Instructions for the task: The lines from the first line of the entries through the line containing "pub fn get_active(&self)" are to be repeated exactly, with both of those lines included.

[Saved data entries]

--- START ---

//! Read facades over entity stores

use std::fmt;
use std::sync::Arc;

use futures::Stream;
use tokio::sync::watch;

use super::{Entity, EntityState, EntityStore};
use crate::FetchError;

type Projection<E, T> = Arc<dyn Fn(&EntityState<E>) -> T + Send + Sync>;

/// Read-only view of an [`EntityStore`]
///
/// `get_*` read the current state, `select_*` return a [`Selection`] that is
/// pushed a new value whenever the projected value changes.
pub struct EntityQuery<E: Entity> {
    store: EntityStore<E>,
}

impl<E: Entity> Clone for EntityQuery<E> {
    fn clone(&self) -> Self {
        Self {
            store: self.store.clone(),
        }
    }
}

impl<E: Entity> fmt::Debug for EntityQuery<E> {
    fn fmt(&self, f: &mut fmt::Formatter<'_>) -> fmt::Result {
        f.debug_struct("EntityQuery")
            .field("store", &self.store)
            .finish()
    }
}

impl<E: Entity> EntityQuery<E> {
    pub fn new(store: EntityStore<E>) -> Self {
        Self { store }
    }

    pub fn name(&self) -> &'static str {
        self.store.name()
    }

    // ========== Snapshots ==========

    pub fn get_all(&self) -> Vec<E> {
        self.store.with_state(|s| s.entities().to_vec())
    }

    pub fn get_entity(&self, id: E::Id) -> Option<E> {
        self.store.with_state(|s| s.get(id).cloned())
    }

    pub fn has_entity(&self, id: E::Id) -> bool {
        self.store.with_state(|s| s.get(id).is_some())
    }

    pub fn get_active_id(&self) -> Option<E::Id> {
        self.store.with_state(|s| s.active_id())
    }

    pub fn get_active(&self) -> Option<E> {
        self.store.with_state(|s| s.active().cloned())
    }

    pub fn get_count(&self) -> usize {
        self.store.with_state(|s| s.len())
    }

    pub fn is_loading(&self) -> bool {
        self.store.with_state(|s| s.loading())
    }

    pub fn get_error(&self) -> Option<FetchError> {
        self.store.with_state(|s| s.error().cloned())
    }

    // ========== Selections ==========

    /// Select an arbitrary projection of the store
    pub fn select<T, F>(&self, project: F) -> Selection<E, T>
    where
        T: Clone + PartialEq,
        F: Fn(&EntityState<E>) -> T + Send + Sync + 'static,
    {
        Selection::new(self.store.subscribe(), Arc::new(project))
    }

    pub fn select_all(&self) -> Selection<E, Vec<E>> {
        self.select(|s| s.entities().to_vec())
    }

    pub fn select_loading(&self) -> Selection<E, bool> {
        self.select(|s| s.loading())
    }

    pub fn select_error(&self) -> Selection<E, Option<FetchError>> {
        self.select(|s| s.error().cloned())
    }

    pub fn select_active(&self) -> Selection<E, Option<E>> {
        self.select(|s| s.active().cloned())
    }

    pub fn select_active_id(&self) -> Selection<E, Option<E::Id>> {
        self.select(|s| s.active_id())
    }

    pub fn select_count(&self) -> Selection<E, usize> {
        self.select(|s| s.len())
    }
}

/// Push-based derived view of a store
///
/// The first [`next`](Selection::next) resolves immediately with the current
/// value; later calls wait until the projection yields a different value.
/// `next` returns `None` once the store is gone.
pub struct Selection<E: Entity, T> {
    rx: watch::Receiver<EntityState<E>>,
    project: Projection<E, T>,
    last: Option<T>,
}

impl<E: Entity, T: Clone + PartialEq> Selection<E, T> {
    fn new(rx: watch::Receiver<EntityState<E>>, project: Projection<E, T>) -> Self {
        Self {
            rx,
            project,
            last: None,
        }
    }

    /// Current value, without touching the change tracking
    pub fn get(&self) -> T {
        (self.project)(&self.rx.borrow())
    }

    /// Current value, marked as seen: the next [`next`](Selection::next) waits
    /// for a change
    pub fn take_current(&mut self) -> T {
        let value = (self.project)(&self.rx.borrow_and_update());
        self.last = Some(value.clone());
        value
    }

    /// Next distinct value. Cancel-safe.
    pub async fn next(&mut self) -> Option<T> {
        if self.last.is_none() {
            return Some(self.take_current());
        }
        loop {
            self.rx.changed().await.ok()?;
            let value = (self.project)(&self.rx.borrow_and_update());
            if self.last.as_ref() != Some(&value) {
                self.last = Some(value.clone());
                return Some(value);
            }
        }
    }

    pub fn into_stream(self) -> impl Stream<Item = T>
    where
        T: Send + 'static,
    {
        futures::stream::unfold(self, |mut selection| async move {
            let value = selection.next().await?;
            Some((value, selection))
        })
    }
}

#[cfg(test)]
mod tests {
    use super::*;
    use futures::StreamExt;
    use shared::Restaurant;

    fn restaurant(id: i64, name: &str) -> Restaurant {
        Restaurant {
            id,
            name: name.to_string(),
            address: String::new(),
            phone_number: None,
        }
    }

    #[tokio::test]
    async fn test_selection_emits_current_then_changes() {
        let store = EntityStore::new("restaurant");
        let query = EntityQuery::new(store.clone());
        let mut all = query.select_all();

        assert_eq!(all.next().await, Some(Vec::new()));

        store.set(vec![restaurant(1, "A")]);
        assert_eq!(all.next().await, Some(vec![restaurant(1, "A")]));
    }

    #[tokio::test]
    async fn test_selection_skips_unrelated_changes() {
        let store = EntityStore::new("restaurant");
        let query = EntityQuery::new(store.clone());
        let mut loading = query.select_loading();
        assert_eq!(loading.next().await, Some(false));

        // Only the entity list changes, loading stays false
        store.set(vec![restaurant(1, "A")]);
        store.set_loading(true);
        assert_eq!(loading.next().await, Some(true));
    }

    #[tokio::test]
    async fn test_select_active_follows_entities() {
        let store = EntityStore::new("restaurant");
        let query = EntityQuery::new(store.clone());
        let mut active = query.select_active();

        store.set_active(Some(2));
        assert_eq!(active.next().await, Some(None));
        assert_eq!(query.get_active_id(), Some(2));

        store.set(vec![restaurant(1, "A"), restaurant(2, "B")]);
        assert_eq!(active.next().await, Some(Some(restaurant(2, "B"))));
    }

    #[tokio::test]
    async fn test_selection_ends_with_store() {
        let store: EntityStore<Restaurant> = EntityStore::new("restaurant");
        let mut count = EntityQuery::new(store.clone()).select_count();
        assert_eq!(count.take_current(), 0);

        drop(store);
        assert_eq!(count.next().await, None);
    }

    #[tokio::test]
    async fn test_into_stream() {
        let store = EntityStore::new("restaurant");
        let query = EntityQuery::new(store.clone());
        let mut counts = Box::pin(query.select_count().into_stream());

        assert_eq!(counts.next().await, Some(0));
        store.set(vec![restaurant(1, "A"), restaurant(2, "B")]);
        assert_eq!(counts.next().await, Some(2));
    }

    #[test]
    fn test_snapshot_getters() {
        let store = EntityStore::new("restaurant");
        let query = EntityQuery::new(store.clone());
        store.set(vec![restaurant(1, "A"), restaurant(2, "B")]);
        store.set_active(Some(1));

        assert_eq!(query.get_count(), 2);
        assert!(query.has_entity(2));
        assert_eq!(query.get_entity(2).map(|r| r.name), Some("B".to_string()));
        assert_eq!(query.get_active().map(|r| r.id), Some(1));
        assert!(!query.is_loading());
        assert!(query.get_error().is_none());
    }
}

--- END ---

Completed exercise:
//! Read facades over entity stores

use std::fmt;
use std::sync::Arc;

use futures::Stream;
use tokio::sync::watch;

use super::{Entity, EntityState, EntityStore};
use crate::FetchError;

type Projection<E, T> = Arc<dyn Fn(&EntityState<E>) -> T + Send + Sync>;

/// Read-only view of an [`EntityStore`]
///
/// `get_*` read the current state, `select_*` return a [`Selection`] that is
/// pushed a new value whenever the projected value changes.
pub struct EntityQuery<E: Entity> {
    store: EntityStore<E>,
}

impl<E: Entity> Clone for EntityQuery<E> {
    fn clone(&self) -> Self {
        Self {
            store: self.store.clone(),
        }
    }
}

impl<E: Entity> fmt::Debug for EntityQuery<E> {
    fn fmt(&self, f: &mut fmt::Formatter<'_>) -> fmt::Result {
        f.debug_struct("EntityQuery")
            .field("store", &self.store)
            .finish()
    }
}

impl<E: Entity> EntityQuery<E> {
    pub fn new(store: EntityStore<E>) -> Self {
        Self { store }
    }

    pub fn name(&self) -> &'static str {
        self.store.name()
    }

    // ========== Snapshots ==========

    pub fn get_all(&self) -> Vec<E> {
        self.store.with_state(|s| s.entities().to_vec())
    }

    pub fn get_entity(&self, id: E::Id) -> Option<E> {
        self.store.with_state(|s| s.get(id).cloned())
    }

    pub fn has_entity(&self, id: E::Id) -> bool {
        self.store.with_state(|s| s.get(id).is_some())
    }

    pub fn get_active_id(&self) -> Option<E::Id> {
        self.store.with_state(|s| s.active_id())
    }

    pub fn get_active(&self) -> Option<E> {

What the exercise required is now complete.